Obfuscation (Advice)

Needless complexity in the arrangement of tokens in a line of executable script.

There are competitions on the Internet to write the most egregious and highly functional code fragment in the fewest lines of code. This is particularly easy to do in C language. Certain operators lend themselves to the construction of extremely terse code, which, although functionally very clever, is also very hard to understand when diagnosing faults or carrying out maintenance.

This entry is not to recommend against the use of such operators, but to urge a word of caution on the basis that modern language parsing and execution engines may be smart enough to highly optimize the code, making any performance gains negligible anyway.

These days, it is quite difficult to yield any noticeable performance gains by epitomizing the code at the source level with compiled systems. There may still be some gains to be won with interpreted code. A badly designed algorithm may continue to perform badly in an interpreter where there is a possibility it might get corrected in an optimizing compiler.

The operators to be particularly cautious about are the assignment operators and the prefix/postfix operators. The ternary conditional operator is also hard to read in source and may offer little advantage over an if(...) ... else construct. These are equivalent but intent is much more obvious with the if(...) ... else form:

   // Conditional ternary operator

   myResult = (mySwitch) ? "TRUE VALUE" : "FALSE VALUE" ;

   // Conditional block

   if(mySwitch)

   {

      myResult = "TRUE VALUE";

   }

   else

   {

      myResult = "FALSE VALUE";

   }

Where this causes particular problems is in the maintenance phase where you might perhaps be adding another line of code. In cutting and pasting an existing line, it can be easy to overlook an operator and accidentally increment something twice or assign a value inadvertently.

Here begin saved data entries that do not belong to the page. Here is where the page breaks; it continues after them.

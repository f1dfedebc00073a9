use crate::assets::AssetLoader;
use serde::Deserialize;
use std::path::PathBuf;
use std::time::Duration;

/// Application configuration loaded from config.yaml
#[derive(Debug, Deserialize, Clone, PartialEq)]
pub struct AppConfig {
    /// Directory receiving generated certificates
    #[serde(default = "default_content_dir")]
    pub content_dir: PathBuf,

    /// Background raster every certificate is drawn on
    #[serde(default = "default_template_path")]
    pub template_path: PathBuf,

    /// Extra fonts loaded into the render engine (system fonts are always loaded)
    #[serde(default)]
    pub fonts_dir: Option<PathBuf>,

    /// Layout override; the embedded layout is used when unset
    #[serde(default)]
    pub layout_file: Option<PathBuf>,

    #[serde(default = "default_jpeg_quality")]
    pub jpeg_quality: u8,

    /// Upper bound on a single composition before it is reported as failed
    #[serde(default = "default_render_timeout_ms")]
    pub render_timeout_ms: u64,

    /// Draw the template into PDF pages
    #[serde(default = "default_true")]
    pub print_background: bool,

    #[serde(default = "default_port")]
    pub port: u16,
}

fn default_content_dir() -> PathBuf {
    PathBuf::from("generated-certificates")
}

fn default_template_path() -> PathBuf {
    PathBuf::from("assets/certificate-template.png")
}

fn default_jpeg_quality() -> u8 {
    100
}

fn default_render_timeout_ms() -> u64 {
    30_000
}

fn default_true() -> bool {
    true
}

fn default_port() -> u16 {
    3000
}

impl AppConfig {
    /// Load configuration from AssetLoader (embedded or external)
    pub fn load_from_assets(loader: &AssetLoader) -> Self {
        let config = match loader.read_config_string() {
            Ok(content) => match serde_yaml::from_str::<Self>(&content) {
                Ok(config) => {
                    tracing::info!(
                        content_dir = %config.content_dir.display(),
                        template = %config.template_path.display(),
                        "Loaded configuration"
                    );
                    config
                }
                Err(e) => {
                    tracing::warn!(%e, "Failed to parse config, using defaults");
                    Self::default()
                }
            },
            Err(e) => {
                tracing::warn!(%e, "Failed to read config, using defaults");
                Self::default()
            }
        };
        config.with_env_overrides(|key| std::env::var(key).ok())
    }

    /// Apply CONTENT_DIR, TEMPLATE_PATH, FONTS_DIR, LAYOUT_FILE and PORT
    pub fn with_env_overrides(mut self, lookup: impl Fn(&str) -> Option<String>) -> Self {
        if let Some(dir) = lookup("CONTENT_DIR") {
            self.content_dir = PathBuf::from(dir);
        }
        if let Some(path) = lookup("TEMPLATE_PATH") {
            self.template_path = PathBuf::from(path);
        }
        if let Some(dir) = lookup("FONTS_DIR") {
            self.fonts_dir = Some(PathBuf::from(dir));
        }
        if let Some(path) = lookup("LAYOUT_FILE") {
            self.layout_file = Some(PathBuf::from(path));
        }
        if let Some(port) = lookup("PORT") {
            match port.parse() {
                Ok(port) => self.port = port,
                Err(_) => tracing::warn!(port = %port, "Ignoring invalid PORT"),
            }
        }
        self
    }

    pub fn render_timeout(&self) -> Duration {
        Duration::from_millis(self.render_timeout_ms)
    }
}

impl Default for AppConfig {
    fn default() -> Self {
        Self {
            content_dir: default_content_dir(),
            template_path: default_template_path(),
            fonts_dir: None,
            layout_file: None,
            jpeg_quality: default_jpeg_quality(),
            render_timeout_ms: default_render_timeout_ms(),
            print_background: true,
            port: default_port(),
        }
    }
}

Special care is necessary with iterators and conditional execution blocks. A particularly nasty habit is to have a condition that when true, executes one statement. This is frequently written into the source text without any enclosing braces. Those braces are important because they group the block of code into a single syntactical unit. When you later try to unpick someone else's script, the indentation may fool you into seeing several lines that appear to be conditionally executed when in fact only one is. The same applies to iterators as well. It is highly recommended that you put in the braces where they are required for multiple line conditional code and iterator blocks even when there is only one line of code being executed. This safeguards against errors when more lines are added to the conditional or iterated code block later on.

This is not recommended practice:

   if(aCondition)

   someCode;

   while(aCondition)

   someCode;

   for( ... )

   someCode;

This is slightly better but requires more effort when adding lines to the code block:

   if(aCondition) someCode;

   while(aCondition) someCode;

   for( ... ) someCode;

This is less dangerous than having no braces but makes the line long and twice as hard to scan visually:

   if(Condition) { someCode }

This is fashionable, but the braces are hard to balance visually:

   if(aCondition) {

   someCode

   }

This is good because it thinks ahead to the possibility of maintenance and tends towards fewer editing errors:

   if(aCondition)

   {

   someCode

   }

   while(aCondition)

   {

   someCode

   }

   for( ... )

   {

someCode

}

If there is any downside to this it is that every balanced pair of braces will create a new execution context. This may slow performance, but on the other hand it can allow locally scoped variables to be created and destroyed at a level that is more granular than a function body.

There is also scope for a religious debate on indentation. Three space characters works great (for me). I don't like tabs because if you move the source code to another editor, the indentation can go awry. Space characters for indentation ensure that the source code looks the same in any monospaced editing window and probably looks OK in a word processor too.